• **EXERCISE**:
In full and word for word, print the data below.

Records from a collection
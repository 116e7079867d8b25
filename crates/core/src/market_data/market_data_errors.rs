use thiserror::Error;

/// Failure of a price or rate lookup.
///
/// A failed lookup never clears a known value: callers keep the last price
/// and report the failure.
#[derive(Error, Debug, Clone, PartialEq)]
pub enum FetchError {
    #[error("Symbol not found: {0}")]
    SymbolNotFound(String),

    #[error("Rate limited: {provider}")]
    RateLimited { provider: String },

    #[error("Timeout: {provider}")]
    Timeout { provider: String },

    #[error("Provider error: {provider} - {message}")]
    Provider { provider: String, message: String },

    /// The feed answered with something that is not a usable price.
    #[error("Invalid response: {0}")]
    InvalidResponse(String),

    /// No feed is configured or it refused the request (e.g. unauthenticated).
    #[error("Feed unavailable: {0}")]
    Unavailable(String),
}

impl FetchError {
    /// Whether retrying the same request later could succeed.
    pub fn is_transient(&self) -> bool {
        matches!(
            self,
            FetchError::RateLimited { .. } | FetchError::Timeout { .. } | FetchError::Provider { .. }
        )
    }
}
use super::DbPool;
use crate::errors::StorageError;
use diesel::SqliteConnection;
use log::error;
use marginwatch_core::errors::{Error, Result};
use std::any::Any;
use tokio::sync::{mpsc, oneshot};

// A job runs against the writer's connection and returns a core Result.
type Job<T> = Box<dyn FnOnce(&mut SqliteConnection) -> Result<T> + Send + 'static>;
type AnyBox = Box<dyn Any + Send + 'static>;

/// Handle for sending jobs to the writer actor.
#[derive(Clone)]
pub struct WriteHandle {
    // Each job travels with a oneshot sender for its reply. The return type
    // is erased through `Box<dyn Any + Send>`.
    tx: mpsc::Sender<(Job<AnyBox>, oneshot::Sender<Result<AnyBox>>)>,
}

impl WriteHandle {
    /// Executes `job` on the writer's dedicated connection inside an
    /// immediate transaction.
    pub async fn exec<F, T>(&self, job: F) -> Result<T>
    where
        F: FnOnce(&mut SqliteConnection) -> Result<T> + Send + 'static,
        T: Send + 'static + Any,
    {
        let (ret_tx, ret_rx) = oneshot::channel();

        self.tx
            .send((
                Box::new(move |c| job(c).map(|v| Box::new(v) as AnyBox)),
                ret_tx,
            ))
            .await
            .map_err(|_| StorageError::WriterUnavailable("writer actor stopped".to_string()))?;

        let boxed = ret_rx.await.map_err(|_| {
            StorageError::WriterUnavailable("writer actor dropped the reply".to_string())
        })??;

        boxed
            .downcast::<T>()
            .map(|v| *v)
            .map_err(|_| Error::Unexpected("Writer actor returned an unexpected type".to_string()))
    }
}

/// Spawns a background Tokio task that is the single writer to the database.
/// The actor holds one pooled connection for its lifetime and runs jobs serially.
pub fn spawn_writer(pool: DbPool) -> WriteHandle {
    let (tx, mut rx) = mpsc::channel::<(Job<AnyBox>, oneshot::Sender<Result<AnyBox>>)>(1024);

    tokio::spawn(async move {
        let mut conn = match pool.get() {
            Ok(conn) => conn,
            Err(e) => {
                error!("Writer actor could not acquire a connection: {}", e);
                return;
            }
        };

        while let Some((job, reply_tx)) = rx.recv().await {
            let result: Result<AnyBox> = conn
                .immediate_transaction::<_, StorageError, _>(|c| job(c).map_err(StorageError::from))
                .map_err(|e: StorageError| e.into());

            // The requester may have gone away; nothing to do then.
            let _ = reply_tx.send(result);
        }
    });

    WriteHandle { tx }
}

• **SOLUTION BELOW**:
repository 116e7079867d8b25
filename crates/core/src/market_data/market_data_errors.rs
use thiserror::Error;

/// Failure of a price or rate lookup.
///
/// A failed lookup never clears a known value: callers keep the last price
/// and report the failure.
#[derive(Error, Debug, Clone, PartialEq)]
pub enum FetchError {
    #[error("Symbol not found: {0}")]
    SymbolNotFound(String),

    #[error("Rate limited: {provider}")]
    RateLimited { provider: String },

    #[error("Timeout: {provider}")]
    Timeout { provider: String },

    #[error("Provider error: {provider} - {message}")]
    Provider { provider: String, message: String },

    /// The feed answered with something that is not a usable price.
    #[error("Invalid response: {0}")]
    InvalidResponse(String),

    /// No feed is configured or it refused the request (e.g. unauthenticated).
    #[error("Feed unavailable: {0}")]
    Unavailable(String),
}

impl FetchError {
    /// Whether retrying the same request later could succeed.
    pub fn is_transient(&self) -> bool {
        matches!(
            self,
            FetchError::RateLimited { .. } | FetchError::Timeout { .. } | FetchError::Provider { .. }
        )
    }
}
use super::DbPool;
use crate::errors::StorageError;
use diesel::SqliteConnection;
use log::error;
use marginwatch_core::errors::{Error, Result};
use std::any::Any;
use tokio::sync::{mpsc, oneshot};

// A job runs against the writer's connection and returns a core Result.
type Job<T> = Box<dyn FnOnce(&mut SqliteConnection) -> Result<T> + Send + 'static>;
type AnyBox = Box<dyn Any + Send + 'static>;

/// Handle for sending jobs to the writer actor.
#[derive(Clone)]
pub struct WriteHandle {
    // Each job travels with a oneshot sender for its reply. The return type
    // is erased through `Box<dyn Any + Send>`.
    tx: mpsc::Sender<(Job<AnyBox>, oneshot::Sender<Result<AnyBox>>)>,
}

impl WriteHandle {
    /// Executes `job` on the writer's dedicated connection inside an
    /// immediate transaction.
    pub async fn exec<F, T>(&self, job: F) -> Result<T>
    where
        F: FnOnce(&mut SqliteConnection) -> Result<T> + Send + 'static,
        T: Send + 'static + Any,
    {
        let (ret_tx, ret_rx) = oneshot::channel();

        self.tx
            .send((
                Box::new(move |c| job(c).map(|v| Box::new(v) as AnyBox)),
                ret_tx,
            ))
            .await
            .map_err(|_| StorageError::WriterUnavailable("writer actor stopped".to_string()))?;

        let boxed = ret_rx.await.map_err(|_| {
            StorageError::WriterUnavailable("writer actor dropped the reply".to_string())
        })??;

        boxed
            .downcast::<T>()
            .map(|v| *v)
            .map_err(|_| Error::Unexpected("Writer actor returned an unexpected type".to_string()))
    }
}

/// Spawns a background Tokio task that is the single writer to the database.
/// The actor holds one pooled connection for its lifetime and runs jobs serially.
pub fn spawn_writer(pool: DbPool) -> WriteHandle {
    let (tx, mut rx) = mpsc::channel::<(Job<AnyBox>, oneshot::Sender<Result<AnyBox>>)>(1024);

    tokio::spawn(async move {
        let mut conn = match pool.get() {
            Ok(conn) => conn,
            Err(e) => {
                error!("Writer actor could not acquire a connection: {}", e);
                return;
            }
        };

        while let Some((job, reply_tx)) = rx.recv().await {
            let result: Result<AnyBox> = conn
                .immediate_transaction::<_, StorageError, _>(|c| job(c).map_err(StorageError::from))
                .map_err(|e: StorageError| e.into());

            // The requester may have gone away; nothing to do then.
            let _ = reply_tx.send(result);
        }
    });

    WriteHandle { tx }
}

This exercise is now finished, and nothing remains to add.